Eine Teilhabe am gesellschaftlichen Leben kann verhindert oder erschwert werden, wenn es in einer Gemeinde keine geeignete Infrastruktur gibt, um Menschen mit Mobilitätseinschränkungen, worunter unter anderem auch einige ältere Menschen fallen können, dabei zu unterstützen, trotzdem von A nach B zu kommen. Eine Teilhabe kann auch dadurch erschwert werden, dass gesundheitliche Einschränkungen als «in diesem Alter ganz normal» angesehen werden und aus diesem Grund nicht als behandlungswürdig gelten.
Viele Formen von Altersdiskriminierung sind subtil und institutionell verankert. Wo sehen Sie die grössten blinden Flecken im politischen Diskurs und in der öffentlichen Wahrnehmung?

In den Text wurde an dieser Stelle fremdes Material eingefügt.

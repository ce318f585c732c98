// src/services/seed.rs

use rust_decimal::Decimal;
use std::str::FromStr;

use crate::{
    common::error::AppError,
    db::{CompanyRepository, GeoRepository, ProductionRepository},
    models::{
        geo::{NewMunicipality, Region, State},
        production::{NewCrop, NewCropProduction},
    },
};

// Catálogo fixo das 27 UFs brasileiras.
const BRAZILIAN_STATES: [(&str, &str, Region); 27] = [
    ("AC", "Acre", Region::Norte),
    ("AL", "Alagoas", Region::Nordeste),
    ("AP", "Amapá", Region::Norte),
    ("AM", "Amazonas", Region::Norte),
    ("BA", "Bahia", Region::Nordeste),
    ("CE", "Ceará", Region::Nordeste),
    ("DF", "Distrito Federal", Region::CentroOeste),
    ("ES", "Espírito Santo", Region::Sudeste),
    ("GO", "Goiás", Region::CentroOeste),
    ("MA", "Maranhão", Region::Nordeste),
    ("MT", "Mato Grosso", Region::CentroOeste),
    ("MS", "Mato Grosso do Sul", Region::CentroOeste),
    ("MG", "Minas Gerais", Region::Sudeste),
    ("PA", "Pará", Region::Norte),
    ("PB", "Paraíba", Region::Nordeste),
    ("PR", "Paraná", Region::Sul),
    ("PE", "Pernambuco", Region::Nordeste),
    ("PI", "Piauí", Region::Nordeste),
    ("RJ", "Rio de Janeiro", Region::Sudeste),
    ("RN", "Rio Grande do Norte", Region::Nordeste),
    ("RS", "Rio Grande do Sul", Region::Sul),
    ("RO", "Rondônia", Region::Norte),
    ("RR", "Roraima", Region::Norte),
    ("SC", "Santa Catarina", Region::Sul),
    ("SP", "São Paulo", Region::Sudeste),
    ("SE", "Sergipe", Region::Nordeste),
    ("TO", "Tocantins", Region::Norte),
];

const DEFAULT_CROPS: [(&str, &str, &str); 8] = [
    ("Banana", "Permanente", "#7CB342"),
    ("Café", "Permanente", "#8B4513"),
    ("Laranja", "Permanente", "#FF6600"),
    ("Soja", "Temporária", "#228B22"),
    ("Milho", "Temporária", "#FFD700"),
    ("Cana-de-açúcar", "Temporária", "#90EE90"),
    ("Algodão", "Temporária", "#F5F5DC"),
    ("Feijão", "Temporária", "#8B4513"),
];

const DEFAULT_COMPANIES: [(&str, &str); 2] = [
    ("PONTO", "#3B82F6"),
    ("Empresa #1", "#EF4444"),
];

// Municípios paulistas usados nos dados de demonstração.
const DEMO_MUNICIPALITIES: [(&str, &str, &str); 10] = [
    ("Campinas", "-22.9099", "-47.0626"),
    ("Ribeirão Preto", "-21.1767", "-47.8208"),
    ("Piracicaba", "-22.7253", "-47.6486"),
    ("Araraquara", "-21.7948", "-48.1759"),
    ("Limeira", "-22.5647", "-47.4017"),
    ("Americana", "-22.7390", "-47.3310"),
    ("Bauru", "-22.3147", "-49.0614"),
    ("Presidente Prudente", "-22.1256", "-51.3889"),
    ("Marília", "-22.2136", "-49.9456"),
    ("Franca", "-20.5386", "-47.4006"),
];

// Guarda de idempotência do catálogo: qualquer estado já gravado indica que a
// carga inicial aconteceu e a repetição viraria 54 estados em vez de 27.
fn catalog_already_seeded(states: &[State]) -> bool {
    !states.is_empty()
}

#[derive(Clone)]
pub struct SeedService {
    geo_repo: GeoRepository,
    production_repo: ProductionRepository,
    company_repo: CompanyRepository,
}

impl SeedService {
    pub fn new(
        geo_repo: GeoRepository,
        production_repo: ProductionRepository,
        company_repo: CompanyRepository,
    ) -> Self {
        Self {
            geo_repo,
            production_repo,
            company_repo,
        }
    }

    // População única dos dados de referência. Se já houver qualquer estado,
    // a chamada inteira é um no-op: rodar duas vezes deixa 27 estados, não 54.
    pub async fn initialize_default_data(&self) -> Result<(), AppError> {
        let existing_states = self.geo_repo.get_states().await?;
        if catalog_already_seeded(&existing_states) {
            tracing::info!("Dados de referência já inicializados, nada a fazer.");
            return Ok(());
        }

        for (code, name, region) in BRAZILIAN_STATES {
            self.geo_repo.insert_state(code, name, region).await?;
        }

        for (name, category, color) in DEFAULT_CROPS {
            self.production_repo
                .insert_crop(&NewCrop {
                    name: name.to_string(),
                    category: category.to_string(),
                    color: color.to_string(),
                })
                .await?;
        }

        for (name, color) in DEFAULT_COMPANIES {
            self.company_repo.insert_company(name, color, true).await?;
        }

        tracing::info!(
            "Catálogo inicial criado: {} estados, {} culturas, {} empresas.",
            BRAZILIAN_STATES.len(),
            DEFAULT_CROPS.len(),
            DEFAULT_COMPANIES.len()
        );
        Ok(())
    }

    // Dados de demonstração (São Paulo, safra 2023). Só roda quando pedido
    // via SEED_DEMO_DATA e pula se já houver produção gravada.
    pub async fn create_demo_data(&self) -> Result<(), AppError> {
        let existing = self
            .production_repo
            .get_production(&Default::default())
            .await?;
        if !existing.is_empty() {
            tracing::info!("Já existem registros de produção, demo ignorada.");
            return Ok(());
        }

        let states = self.geo_repo.get_states().await?;
        let Some(sp) = states.iter().find(|s| s.code == "SP") else {
            tracing::warn!("Estado SP não encontrado, demo ignorada.");
            return Ok(());
        };

        let mut municipality_ids = Vec::with_capacity(DEMO_MUNICIPALITIES.len());
        for (name, lat, lng) in DEMO_MUNICIPALITIES {
            let created = self
                .geo_repo
                .find_or_create_municipality(&NewMunicipality {
                    name: name.to_string(),
                    state_id: sp.id,
                    ibge_code: None,
                    latitude: Decimal::from_str(lat).ok(),
                    longitude: Decimal::from_str(lng).ok(),
                })
                .await?;
            municipality_ids.push(created.id);
        }

        let crops = self.production_repo.get_crops().await?;
        let crop_id = |name: &str| crops.iter().find(|c| c.name == name).map(|c| c.id);
        let (Some(banana), Some(cafe), Some(laranja)) =
            (crop_id("Banana"), crop_id("Café"), crop_id("Laranja"))
        else {
            tracing::warn!("Culturas padrão não encontradas, demo ignorada.");
            return Ok(());
        };

        // (índice do município, cultura, hectares, produção)
        let samples: [(usize, i32, &str, &str); 15] = [
            (0, banana, "1250.50", "15600.75"),
            (1, banana, "2180.25", "28340.50"),
            (2, banana, "980.75", "12750.25"),
            (3, banana, "1560.00", "20280.00"),
            (4, banana, "850.30", "11055.40"),
            (0, cafe, "3420.75", "4104.90"),
            (1, cafe, "5670.50", "6804.60"),
            (2, cafe, "2890.25", "3468.30"),
            (5, cafe, "1890.00", "2268.00"),
            (6, cafe, "4250.80", "5100.96"),
            (2, laranja, "8950.25", "179005.00"),
            (3, laranja, "12500.75", "250015.00"),
            (4, laranja, "6780.50", "135610.00"),
            (7, laranja, "4890.00", "97800.00"),
            (8, laranja, "7650.25", "153005.00"),
        ];

        let rows: Vec<NewCropProduction> = samples
            .iter()
            .filter_map(|(idx, crop_id, hectares, production)| {
                Some(NewCropProduction {
                    municipality_id: *municipality_ids.get(*idx)?,
                    crop_id: *crop_id,
                    year: 2023,
                    hectares: Decimal::from_str(hectares).ok()?,
                    production: Decimal::from_str(production).ok(),
                })
            })
            .collect();
        self.production_repo.bulk_insert(&rows).await?;

        let companies = self.company_repo.get_companies().await?;
        let ponto = companies.iter().find(|c| c.name == "PONTO");
        let empresa1 = companies.iter().find(|c| c.name == "Empresa #1");
        if let (Some(ponto), Some(empresa1)) = (ponto, empresa1) {
            let locations = [
                (ponto.id, 0, "Unidade Campinas"),
                (ponto.id, 1, "Unidade Ribeirão Preto"),
                (empresa1.id, 2, "Filial Piracicaba"),
                (empresa1.id, 3, "Filial Araraquara"),
            ];
            for (company_id, idx, name) in locations {
                let (_, lat, lng) = DEMO_MUNICIPALITIES[idx];
                self.company_repo
                    .insert_location(
                        company_id,
                        municipality_ids[idx],
                        Decimal::from_str(lat).ok(),
                        Decimal::from_str(lng).ok(),
                        Some(name),
                    )
                    .await?;
            }
        }

        tracing::info!(
            "Dados de demonstração criados: {} municípios, {} registros de produção.",
            municipality_ids.len(),
            rows.len()
        );
        Ok(())
    }
}

#[cfg(test)]
mod tests {
    use super::*;

    #[test]
    fn catalogo_cobre_as_27_ufs_sem_repeticao() {
        assert_eq!(BRAZILIAN_STATES.len(), 27);
        let mut codes: Vec<&str> = BRAZILIAN_STATES.iter().map(|(code, _, _)| *code).collect();
        codes.sort_unstable();
        codes.dedup();
        assert_eq!(codes.len(), 27);
    }

    #[test]
    fn catalogo_nao_e_recarregado_com_qualquer_estado_presente() {
        assert!(!catalog_already_seeded(&[]));

        // Basta um estado gravado para a segunda chamada virar no-op
        let states = vec![State {
            id: 1,
            code: "SP".to_string(),
            name: "São Paulo".to_string(),
            region: Region::Sudeste,
        }];
        assert!(catalog_already_seeded(&states));
    }

    #[test]
    fn culturas_padrao_tem_cor_hexadecimal_de_7_caracteres() {
        assert_eq!(DEFAULT_CROPS.len(), 8);
        for (_, _, color) in DEFAULT_CROPS {
            assert_eq!(color.len(), 7);
            assert!(color.starts_with('#'));
        }
    }
}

Ein zentraler blinder Fleck liegt darin, dass das Altern häufig noch einseitig biologisch-medizinisch betrachtet wird. Dadurch verengt sich der Blick auf Verluste, obwohl Altern ein komplexer, multidimensionaler Prozess ist.
Die Forschung zeigt seit Langem, dass Ressourcen und Kompetenzen im Alter sehr unterschiedlich verlaufen. Dennoch dominiert im politischen Diskurs die Sicht auf ältere Menschen als homogene Kostenfaktoren. Es braucht daher einen Perspektivenwechsel, der den gesellschaftlichen Beitrag älterer Menschen sichtbar macht und Altersdiskriminierung als strukturelles Thema anerkennt.

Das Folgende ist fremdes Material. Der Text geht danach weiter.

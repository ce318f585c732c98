use axum::{
    http::StatusCode,
    response::{IntoResponse, Response},
    Json,
};
use serde_json::json;
use thiserror::Error;

// Nosso tipo de erro, com `thiserror` para melhor ergonomia.
#[derive(Debug, Error)]
pub enum AppError {
    #[error("Erro de validação")]
    ValidationError(#[from] validator::ValidationErrors),

    #[error("Token inválido")]
    InvalidToken,

    #[error("Usuário não encontrado")]
    UserNotFound,

    #[error("Nenhum arquivo enviado")]
    MissingFile,

    #[error("Planilha ilegível ou em formato não suportado")]
    InvalidSpreadsheet,

    // Variante para erros de banco de dados (sqlx)
    #[error("Erro de banco de dados")]
    DatabaseError(#[from] sqlx::Error),

    // Variante genérica para qualquer outro erro inesperado.
    // `anyhow::Error` é ótimo para capturar o contexto do erro.
    #[error("Erro interno do servidor")]
    InternalServerError(#[from] anyhow::Error),
}

impl IntoResponse for AppError {
    fn into_response(self) -> Response {
        let (status, error_message) = match self {
            // Retorna todos os detalhes da validação, campo a campo.
            AppError::ValidationError(errors) => {
                let mut details = std::collections::HashMap::new();
                for (field, field_errors) in errors.field_errors() {
                    let messages: Vec<String> = field_errors
                        .iter()
                        .filter_map(|e| e.message.as_ref().map(|m| m.to_string()))
                        .collect();
                    details.insert(field.to_string(), messages);
                }
                let body = Json(json!({
                    "error": "Um ou mais campos são inválidos.",
                    "details": details,
                }));
                return (StatusCode::BAD_REQUEST, body).into_response();
            }
            AppError::InvalidToken => (
                StatusCode::UNAUTHORIZED,
                "Token de autenticação inválido ou ausente.",
            ),
            AppError::UserNotFound => (StatusCode::NOT_FOUND, "Usuário não encontrado."),
            AppError::MissingFile => (
                StatusCode::BAD_REQUEST,
                "Nenhum arquivo foi enviado no campo 'file'.",
            ),
            AppError::InvalidSpreadsheet => (
                StatusCode::BAD_REQUEST,
                "Falha ao processar o arquivo Excel.",
            ),

            // Todos os outros erros (DatabaseError, InternalServerError) viram 500.
            // O `tracing` loga a mensagem detalhada; o cliente recebe só o genérico.
            ref e => {
                tracing::error!("Erro Interno do Servidor: {}", e);
                (StatusCode::INTERNAL_SERVER_ERROR, "Ocorreu um erro inesperado.")
            }
        };

        // Resposta padrão para erros simples que só têm uma mensagem.
        let body = Json(json!({ "error": error_message }));
        (status, body).into_response()
    }
}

Im Projekt «Jedes Alter zählt» des UZH Healthy Longevity Center rücken dominante Altersbilder in den Fokus. Welche Vorstellungen vom Alter begegnen Ihnen besonders häufig in der Gesellschaft?

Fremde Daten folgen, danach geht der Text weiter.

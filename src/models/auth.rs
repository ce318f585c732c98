// src/models/auth.rs

use chrono::{DateTime, Utc};
use serde::{Deserialize, Serialize};
use utoipa::ToSchema;

// Representa um usuário vindo do banco de dados. O `id` é o "subject" do
// provedor de identidade externo, não um serial nosso.
#[derive(Debug, Clone, Serialize, sqlx::FromRow, ToSchema)]
#[serde(rename_all = "camelCase")]
pub struct User {
    pub id: String,
    pub email: Option<String>,
    pub first_name: Option<String>,
    pub last_name: Option<String>,
    pub profile_image_url: Option<String>,
    pub created_at: DateTime<Utc>,
    pub updated_at: DateTime<Utc>,
}

// Dados de perfil extraídos do token, gravados via upsert por id.
#[derive(Debug, Clone)]
pub struct UpsertUser {
    pub id: String,
    pub email: Option<String>,
    pub first_name: Option<String>,
    pub last_name: Option<String>,
    pub profile_image_url: Option<String>,
}

// Estrutura de dados ("claims") dentro do JWT emitido pelo provedor.
#[derive(Debug, Serialize, Deserialize)]
pub struct Claims {
    pub sub: String, // Subject (ID do usuário no provedor)
    #[serde(default)]
    pub email: Option<String>,
    #[serde(default)]
    pub first_name: Option<String>,
    #[serde(default)]
    pub last_name: Option<String>,
    #[serde(default)]
    pub profile_image_url: Option<String>,
    pub exp: usize, // Expiration time (quando o token expira)
    pub iat: usize, // Issued At (quando o token foi criado)
}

Altersbilder sind sehr unterschiedlich, aber häufig von Defiziten geprägt – insbesondere im Bereich der kognitiven Fähigkeiten. Gleichzeitig begegnen uns stereotype Zuschreibungen wie «weise, aber mürrisch». Solche ambivalenten Bilder verbinden Kompetenzverluste einerseits mit zwischenmenschlicher Wärme als Persönlichkeitsmerkmal und prägen, wie ältere Menschen wahrgenommen werden.
Im Projekt «Jedes Alter zählt» erforschen wir diese Vorstellungen gemeinsam mit älteren Menschen, um Diskriminierung sichtbar zu machen und Gegenstrategien zu entwickeln. Oft zeigt sich im Austausch, dass viele ihre eigenen Vorurteile hinterfragen, sobald sie an konkrete Personen denken.
Die WHO fordert im Rahmen der Dekade des gesunden Alterns, Altersdiskriminierung systematisch zu bekämpfen. Was müsste eine neue Altersstrategie Ihrer Meinung nach tun, um dieser Herausforderung auf struktureller Ebene zu begegnen?
Eine zukunftsorientierte Altersstrategie muss ein ressourcenorientiertes Bild des Alterns fördern und breit kommunizieren. Öffentliche Räume, Bildung, Wohnen und Pflege sollten regelmässig auf Barrieren geprüft werden.
Altersdiskriminierung kann verringert werden, wenn Wissen über die Vielfalt des Alterns gestärkt und der Austausch zwischen Generationen strukturell unterstützt wird – etwa durch gemeinschaftliche Wohnformen oder Lernangebote.
Zentral ist zudem, Alter als eigenständige Kategorie von Diskriminierung anzuerkennen und entsprechende Forschung zu fördern (auch gemeinsam mit einem Blick auf Intersektionalität, das heisst die Diskriminierung aufgrund multipler Personenmerkmale zusätzlich zum Lebensalter). Auch scheinbar harmlose Praktiken – wie die Vermarktung von «Anti-Aging»-Produkten – sollten kritisch hinterfragt werden.